**Aim of the task:**
Wherever "derive" occurs in the entries, copy the line that holds it.

(Saved data entries)

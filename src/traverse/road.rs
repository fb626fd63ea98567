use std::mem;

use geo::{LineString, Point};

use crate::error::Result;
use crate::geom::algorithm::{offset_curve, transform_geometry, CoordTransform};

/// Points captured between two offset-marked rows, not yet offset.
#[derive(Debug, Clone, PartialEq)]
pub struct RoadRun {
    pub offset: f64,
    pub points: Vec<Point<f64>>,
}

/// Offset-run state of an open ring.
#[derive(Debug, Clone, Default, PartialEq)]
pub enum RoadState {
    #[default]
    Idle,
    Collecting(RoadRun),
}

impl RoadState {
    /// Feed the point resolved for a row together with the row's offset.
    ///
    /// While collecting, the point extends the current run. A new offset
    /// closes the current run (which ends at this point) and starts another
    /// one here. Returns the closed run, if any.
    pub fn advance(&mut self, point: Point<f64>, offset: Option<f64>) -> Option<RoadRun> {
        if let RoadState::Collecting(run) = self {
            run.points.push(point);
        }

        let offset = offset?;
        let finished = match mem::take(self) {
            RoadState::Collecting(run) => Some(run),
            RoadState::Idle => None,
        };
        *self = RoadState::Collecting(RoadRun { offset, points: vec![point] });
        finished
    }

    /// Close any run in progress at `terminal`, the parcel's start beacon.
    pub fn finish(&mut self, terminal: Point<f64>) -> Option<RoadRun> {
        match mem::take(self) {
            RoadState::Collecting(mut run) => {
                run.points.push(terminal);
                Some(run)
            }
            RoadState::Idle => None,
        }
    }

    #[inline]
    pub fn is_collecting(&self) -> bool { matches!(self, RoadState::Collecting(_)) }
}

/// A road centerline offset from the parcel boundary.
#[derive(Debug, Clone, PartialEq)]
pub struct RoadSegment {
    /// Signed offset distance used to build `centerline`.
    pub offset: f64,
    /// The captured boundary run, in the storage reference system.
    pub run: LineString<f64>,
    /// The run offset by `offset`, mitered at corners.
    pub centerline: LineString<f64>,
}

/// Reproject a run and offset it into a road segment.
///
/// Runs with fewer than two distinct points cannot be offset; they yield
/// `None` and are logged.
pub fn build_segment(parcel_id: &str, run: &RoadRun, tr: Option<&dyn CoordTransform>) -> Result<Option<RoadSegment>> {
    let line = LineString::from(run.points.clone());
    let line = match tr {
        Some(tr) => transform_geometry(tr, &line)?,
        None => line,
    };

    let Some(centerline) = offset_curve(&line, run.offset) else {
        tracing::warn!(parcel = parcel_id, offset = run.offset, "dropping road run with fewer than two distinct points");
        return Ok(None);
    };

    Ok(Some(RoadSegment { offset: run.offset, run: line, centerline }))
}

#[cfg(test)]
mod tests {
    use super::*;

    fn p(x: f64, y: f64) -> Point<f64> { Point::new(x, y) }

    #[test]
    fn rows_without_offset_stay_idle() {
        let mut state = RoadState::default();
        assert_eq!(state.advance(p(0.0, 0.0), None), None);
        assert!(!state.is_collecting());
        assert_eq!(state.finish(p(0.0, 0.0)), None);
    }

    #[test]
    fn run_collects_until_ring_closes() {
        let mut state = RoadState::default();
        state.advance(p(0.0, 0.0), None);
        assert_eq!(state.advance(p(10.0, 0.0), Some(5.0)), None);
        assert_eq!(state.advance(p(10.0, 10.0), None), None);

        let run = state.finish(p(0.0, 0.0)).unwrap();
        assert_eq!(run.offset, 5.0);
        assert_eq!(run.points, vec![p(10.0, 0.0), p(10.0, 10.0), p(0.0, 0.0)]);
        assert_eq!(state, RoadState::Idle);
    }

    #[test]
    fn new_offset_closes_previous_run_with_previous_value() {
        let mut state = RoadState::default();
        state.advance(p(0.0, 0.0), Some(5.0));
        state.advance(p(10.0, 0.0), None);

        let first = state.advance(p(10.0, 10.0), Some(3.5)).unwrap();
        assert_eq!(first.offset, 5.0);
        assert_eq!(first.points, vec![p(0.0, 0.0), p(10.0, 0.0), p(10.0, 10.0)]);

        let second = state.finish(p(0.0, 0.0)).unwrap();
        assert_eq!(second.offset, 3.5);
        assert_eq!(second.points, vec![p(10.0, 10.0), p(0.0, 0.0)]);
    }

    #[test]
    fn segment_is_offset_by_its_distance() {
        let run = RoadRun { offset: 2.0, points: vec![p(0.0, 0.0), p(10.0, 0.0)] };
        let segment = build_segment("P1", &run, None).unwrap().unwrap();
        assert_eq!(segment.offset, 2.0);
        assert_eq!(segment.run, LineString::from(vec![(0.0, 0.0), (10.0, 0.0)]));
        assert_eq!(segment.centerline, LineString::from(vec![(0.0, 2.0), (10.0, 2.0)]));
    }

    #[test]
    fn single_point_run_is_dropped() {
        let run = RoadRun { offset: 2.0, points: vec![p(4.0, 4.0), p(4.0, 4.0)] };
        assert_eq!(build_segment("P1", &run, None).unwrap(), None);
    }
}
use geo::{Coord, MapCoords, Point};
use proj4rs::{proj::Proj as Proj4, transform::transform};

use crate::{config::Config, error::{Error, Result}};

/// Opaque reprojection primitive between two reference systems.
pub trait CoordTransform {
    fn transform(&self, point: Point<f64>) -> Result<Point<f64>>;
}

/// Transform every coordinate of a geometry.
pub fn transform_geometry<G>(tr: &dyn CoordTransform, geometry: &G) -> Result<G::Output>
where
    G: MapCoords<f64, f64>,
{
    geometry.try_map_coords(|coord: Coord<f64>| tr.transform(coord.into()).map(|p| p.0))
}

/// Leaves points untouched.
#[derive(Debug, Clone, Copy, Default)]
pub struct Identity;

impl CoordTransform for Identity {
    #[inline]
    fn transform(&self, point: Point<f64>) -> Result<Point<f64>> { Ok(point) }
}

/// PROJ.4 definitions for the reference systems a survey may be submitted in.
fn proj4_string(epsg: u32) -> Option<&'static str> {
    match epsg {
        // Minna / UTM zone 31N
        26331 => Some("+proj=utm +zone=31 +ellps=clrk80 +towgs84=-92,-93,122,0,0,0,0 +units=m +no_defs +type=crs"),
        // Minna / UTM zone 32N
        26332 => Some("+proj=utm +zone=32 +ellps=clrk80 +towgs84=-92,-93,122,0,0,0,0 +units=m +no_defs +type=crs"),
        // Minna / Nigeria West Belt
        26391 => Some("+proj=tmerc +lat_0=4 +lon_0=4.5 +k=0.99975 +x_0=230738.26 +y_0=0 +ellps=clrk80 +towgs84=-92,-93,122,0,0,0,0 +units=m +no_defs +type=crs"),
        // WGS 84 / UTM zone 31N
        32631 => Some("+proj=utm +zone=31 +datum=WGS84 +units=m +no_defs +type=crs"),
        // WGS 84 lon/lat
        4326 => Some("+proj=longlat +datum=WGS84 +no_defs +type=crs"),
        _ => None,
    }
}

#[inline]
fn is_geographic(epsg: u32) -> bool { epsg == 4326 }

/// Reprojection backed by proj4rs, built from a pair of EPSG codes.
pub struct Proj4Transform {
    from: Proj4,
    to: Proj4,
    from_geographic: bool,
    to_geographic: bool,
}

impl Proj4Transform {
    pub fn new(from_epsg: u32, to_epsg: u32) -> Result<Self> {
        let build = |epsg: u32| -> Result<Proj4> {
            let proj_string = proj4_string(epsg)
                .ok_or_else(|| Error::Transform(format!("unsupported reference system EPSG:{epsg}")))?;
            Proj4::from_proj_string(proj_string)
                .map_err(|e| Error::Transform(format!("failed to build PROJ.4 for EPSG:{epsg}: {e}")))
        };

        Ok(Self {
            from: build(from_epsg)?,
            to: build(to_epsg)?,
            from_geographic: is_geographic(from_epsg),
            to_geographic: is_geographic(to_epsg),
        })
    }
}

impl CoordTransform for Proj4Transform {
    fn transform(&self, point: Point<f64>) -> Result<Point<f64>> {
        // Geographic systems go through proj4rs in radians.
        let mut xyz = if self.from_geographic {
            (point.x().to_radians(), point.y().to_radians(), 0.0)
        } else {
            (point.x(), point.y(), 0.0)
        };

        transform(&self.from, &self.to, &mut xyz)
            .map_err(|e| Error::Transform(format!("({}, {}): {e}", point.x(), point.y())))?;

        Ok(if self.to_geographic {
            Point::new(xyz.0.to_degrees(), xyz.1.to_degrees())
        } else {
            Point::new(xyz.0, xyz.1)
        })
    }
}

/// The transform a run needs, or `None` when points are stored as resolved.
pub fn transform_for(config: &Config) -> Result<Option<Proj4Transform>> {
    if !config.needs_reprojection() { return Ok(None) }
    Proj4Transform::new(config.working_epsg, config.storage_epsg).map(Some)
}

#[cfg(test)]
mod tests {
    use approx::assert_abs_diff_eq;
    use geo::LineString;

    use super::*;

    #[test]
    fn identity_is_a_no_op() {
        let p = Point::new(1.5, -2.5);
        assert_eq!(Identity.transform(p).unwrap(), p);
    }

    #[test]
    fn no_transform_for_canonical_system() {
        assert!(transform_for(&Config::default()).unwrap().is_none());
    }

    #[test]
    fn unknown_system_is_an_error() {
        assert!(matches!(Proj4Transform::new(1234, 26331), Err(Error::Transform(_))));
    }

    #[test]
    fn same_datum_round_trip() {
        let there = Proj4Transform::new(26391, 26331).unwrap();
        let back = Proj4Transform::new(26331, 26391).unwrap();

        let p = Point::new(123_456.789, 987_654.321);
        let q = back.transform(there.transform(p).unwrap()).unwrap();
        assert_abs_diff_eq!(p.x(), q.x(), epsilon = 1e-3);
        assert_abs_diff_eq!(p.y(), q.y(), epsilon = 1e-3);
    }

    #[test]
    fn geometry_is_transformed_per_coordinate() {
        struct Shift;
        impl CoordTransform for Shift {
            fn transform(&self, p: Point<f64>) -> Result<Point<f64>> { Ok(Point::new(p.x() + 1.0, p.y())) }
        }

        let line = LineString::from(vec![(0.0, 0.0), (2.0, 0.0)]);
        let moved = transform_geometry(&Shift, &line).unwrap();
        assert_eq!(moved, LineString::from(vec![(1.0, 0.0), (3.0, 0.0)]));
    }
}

**Task answer:**
#[derive(Debug, Clone, PartialEq)]
#[derive(Debug, Clone, Default, PartialEq)]
#[derive(Debug, Clone, PartialEq)]
#[derive(Debug, Clone, Copy, Default)]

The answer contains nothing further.